_EXERCISE DETAILS_:
Gather, from the data below, each line in which the word "FieldReader" occurs.

_DATASET CONTENT_:
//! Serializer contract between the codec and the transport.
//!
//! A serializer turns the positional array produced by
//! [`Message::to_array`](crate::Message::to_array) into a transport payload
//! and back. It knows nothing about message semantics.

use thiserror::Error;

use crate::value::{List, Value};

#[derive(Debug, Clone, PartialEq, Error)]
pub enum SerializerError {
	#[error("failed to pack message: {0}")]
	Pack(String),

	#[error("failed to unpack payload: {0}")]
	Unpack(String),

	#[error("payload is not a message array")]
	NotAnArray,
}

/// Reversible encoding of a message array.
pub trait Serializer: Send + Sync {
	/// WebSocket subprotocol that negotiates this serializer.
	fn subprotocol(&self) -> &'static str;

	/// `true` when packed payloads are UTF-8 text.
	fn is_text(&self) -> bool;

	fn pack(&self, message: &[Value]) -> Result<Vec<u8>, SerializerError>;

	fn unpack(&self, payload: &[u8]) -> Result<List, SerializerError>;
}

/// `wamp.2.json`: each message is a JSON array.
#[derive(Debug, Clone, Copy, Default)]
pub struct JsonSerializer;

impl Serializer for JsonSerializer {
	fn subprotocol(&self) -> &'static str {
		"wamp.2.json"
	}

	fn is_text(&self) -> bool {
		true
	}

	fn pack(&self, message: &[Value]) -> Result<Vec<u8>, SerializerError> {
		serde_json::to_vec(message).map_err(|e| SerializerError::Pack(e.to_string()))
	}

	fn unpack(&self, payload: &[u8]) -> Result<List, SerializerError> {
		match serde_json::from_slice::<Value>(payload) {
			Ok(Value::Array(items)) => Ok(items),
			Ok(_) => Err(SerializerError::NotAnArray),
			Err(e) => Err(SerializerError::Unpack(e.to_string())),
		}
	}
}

==

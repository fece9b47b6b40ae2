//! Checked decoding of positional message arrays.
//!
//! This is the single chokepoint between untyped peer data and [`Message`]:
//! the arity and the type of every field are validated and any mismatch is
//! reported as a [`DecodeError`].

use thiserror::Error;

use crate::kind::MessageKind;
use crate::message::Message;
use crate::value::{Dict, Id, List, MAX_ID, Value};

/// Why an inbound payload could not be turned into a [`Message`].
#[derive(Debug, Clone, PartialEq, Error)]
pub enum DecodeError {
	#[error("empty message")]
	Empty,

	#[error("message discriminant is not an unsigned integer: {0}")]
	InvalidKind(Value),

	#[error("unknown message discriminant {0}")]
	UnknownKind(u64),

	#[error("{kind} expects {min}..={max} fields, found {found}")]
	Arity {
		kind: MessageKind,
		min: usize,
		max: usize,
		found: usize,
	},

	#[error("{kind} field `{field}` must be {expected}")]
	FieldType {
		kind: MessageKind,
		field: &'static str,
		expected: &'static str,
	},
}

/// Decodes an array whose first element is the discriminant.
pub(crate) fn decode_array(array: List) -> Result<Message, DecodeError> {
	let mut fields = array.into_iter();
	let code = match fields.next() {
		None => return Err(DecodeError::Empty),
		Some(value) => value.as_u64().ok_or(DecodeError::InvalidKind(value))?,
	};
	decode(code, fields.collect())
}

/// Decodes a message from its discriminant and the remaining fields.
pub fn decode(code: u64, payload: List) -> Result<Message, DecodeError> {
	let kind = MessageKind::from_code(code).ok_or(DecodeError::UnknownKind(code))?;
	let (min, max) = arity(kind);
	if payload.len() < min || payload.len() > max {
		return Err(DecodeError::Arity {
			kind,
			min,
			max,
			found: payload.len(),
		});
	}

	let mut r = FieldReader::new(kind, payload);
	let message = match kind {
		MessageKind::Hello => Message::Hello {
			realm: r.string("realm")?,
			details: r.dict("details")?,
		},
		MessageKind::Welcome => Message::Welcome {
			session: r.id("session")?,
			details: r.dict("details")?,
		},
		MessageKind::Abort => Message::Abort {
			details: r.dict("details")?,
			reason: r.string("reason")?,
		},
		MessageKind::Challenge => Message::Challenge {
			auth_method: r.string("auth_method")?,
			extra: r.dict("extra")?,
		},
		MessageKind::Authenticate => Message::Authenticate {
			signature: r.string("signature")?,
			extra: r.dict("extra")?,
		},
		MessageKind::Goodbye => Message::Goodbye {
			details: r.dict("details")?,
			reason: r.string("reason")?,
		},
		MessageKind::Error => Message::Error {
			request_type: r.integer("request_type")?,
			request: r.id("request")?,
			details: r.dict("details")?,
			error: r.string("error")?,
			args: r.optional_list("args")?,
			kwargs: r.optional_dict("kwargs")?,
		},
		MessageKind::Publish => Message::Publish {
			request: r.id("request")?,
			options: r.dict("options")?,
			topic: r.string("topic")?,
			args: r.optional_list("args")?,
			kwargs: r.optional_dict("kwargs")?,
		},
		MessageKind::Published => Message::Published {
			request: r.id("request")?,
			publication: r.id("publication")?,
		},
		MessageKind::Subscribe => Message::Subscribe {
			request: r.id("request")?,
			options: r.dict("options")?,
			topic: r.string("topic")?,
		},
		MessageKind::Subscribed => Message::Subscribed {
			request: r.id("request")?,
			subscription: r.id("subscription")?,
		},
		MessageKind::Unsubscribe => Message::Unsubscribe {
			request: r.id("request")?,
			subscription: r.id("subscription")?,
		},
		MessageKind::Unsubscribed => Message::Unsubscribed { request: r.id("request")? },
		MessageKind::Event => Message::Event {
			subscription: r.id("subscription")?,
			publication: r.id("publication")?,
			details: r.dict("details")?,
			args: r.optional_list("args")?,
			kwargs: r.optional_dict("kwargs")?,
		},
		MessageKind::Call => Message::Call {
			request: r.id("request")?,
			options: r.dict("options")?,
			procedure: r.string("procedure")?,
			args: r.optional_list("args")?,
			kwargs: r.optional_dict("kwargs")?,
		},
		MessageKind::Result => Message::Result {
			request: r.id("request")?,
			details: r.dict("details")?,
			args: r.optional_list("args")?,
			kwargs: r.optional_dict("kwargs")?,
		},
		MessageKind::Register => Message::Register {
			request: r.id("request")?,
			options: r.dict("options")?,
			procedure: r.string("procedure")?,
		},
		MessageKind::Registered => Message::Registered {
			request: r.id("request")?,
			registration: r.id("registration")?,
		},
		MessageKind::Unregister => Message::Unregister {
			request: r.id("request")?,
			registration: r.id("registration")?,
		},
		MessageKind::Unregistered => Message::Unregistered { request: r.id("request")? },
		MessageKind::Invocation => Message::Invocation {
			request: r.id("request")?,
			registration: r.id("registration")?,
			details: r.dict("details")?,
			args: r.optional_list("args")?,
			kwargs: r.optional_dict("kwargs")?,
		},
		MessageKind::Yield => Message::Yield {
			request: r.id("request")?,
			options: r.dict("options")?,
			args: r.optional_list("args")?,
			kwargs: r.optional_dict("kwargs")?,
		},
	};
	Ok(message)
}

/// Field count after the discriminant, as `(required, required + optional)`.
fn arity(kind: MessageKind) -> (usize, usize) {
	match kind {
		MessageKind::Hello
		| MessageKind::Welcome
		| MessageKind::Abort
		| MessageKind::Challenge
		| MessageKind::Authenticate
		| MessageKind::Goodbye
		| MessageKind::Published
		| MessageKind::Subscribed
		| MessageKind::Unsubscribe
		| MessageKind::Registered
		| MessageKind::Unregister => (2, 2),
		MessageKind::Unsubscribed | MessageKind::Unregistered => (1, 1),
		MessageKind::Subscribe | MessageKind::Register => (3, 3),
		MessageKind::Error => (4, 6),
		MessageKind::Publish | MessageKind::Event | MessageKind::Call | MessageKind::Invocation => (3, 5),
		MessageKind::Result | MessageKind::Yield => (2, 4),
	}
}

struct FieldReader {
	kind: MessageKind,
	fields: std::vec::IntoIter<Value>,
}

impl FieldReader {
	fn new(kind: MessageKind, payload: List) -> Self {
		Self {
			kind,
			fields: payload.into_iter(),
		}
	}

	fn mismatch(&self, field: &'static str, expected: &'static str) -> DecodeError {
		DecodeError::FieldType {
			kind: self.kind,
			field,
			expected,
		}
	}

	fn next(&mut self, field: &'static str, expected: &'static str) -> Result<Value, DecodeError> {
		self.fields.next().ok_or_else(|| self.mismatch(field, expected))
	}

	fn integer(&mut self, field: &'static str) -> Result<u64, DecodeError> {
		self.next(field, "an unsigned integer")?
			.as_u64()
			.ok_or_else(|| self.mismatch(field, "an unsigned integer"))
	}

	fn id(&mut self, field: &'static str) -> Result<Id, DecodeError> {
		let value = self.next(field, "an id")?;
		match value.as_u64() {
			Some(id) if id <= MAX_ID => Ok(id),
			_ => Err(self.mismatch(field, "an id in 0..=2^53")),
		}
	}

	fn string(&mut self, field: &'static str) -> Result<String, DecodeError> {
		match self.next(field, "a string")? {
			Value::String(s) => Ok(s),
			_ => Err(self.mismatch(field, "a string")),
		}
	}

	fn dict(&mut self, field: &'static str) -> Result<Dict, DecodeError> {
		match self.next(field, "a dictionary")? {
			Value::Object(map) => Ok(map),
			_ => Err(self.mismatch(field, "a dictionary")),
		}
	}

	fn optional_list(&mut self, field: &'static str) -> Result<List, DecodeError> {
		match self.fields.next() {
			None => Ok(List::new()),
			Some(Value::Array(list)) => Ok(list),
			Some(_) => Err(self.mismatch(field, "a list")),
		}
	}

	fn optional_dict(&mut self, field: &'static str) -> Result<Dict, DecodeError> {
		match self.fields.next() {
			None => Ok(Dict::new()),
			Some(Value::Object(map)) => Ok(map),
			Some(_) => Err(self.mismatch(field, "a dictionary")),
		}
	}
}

_EXERCISE RESPONSE_:
	let mut r = FieldReader::new(kind, payload);
struct FieldReader {
impl FieldReader {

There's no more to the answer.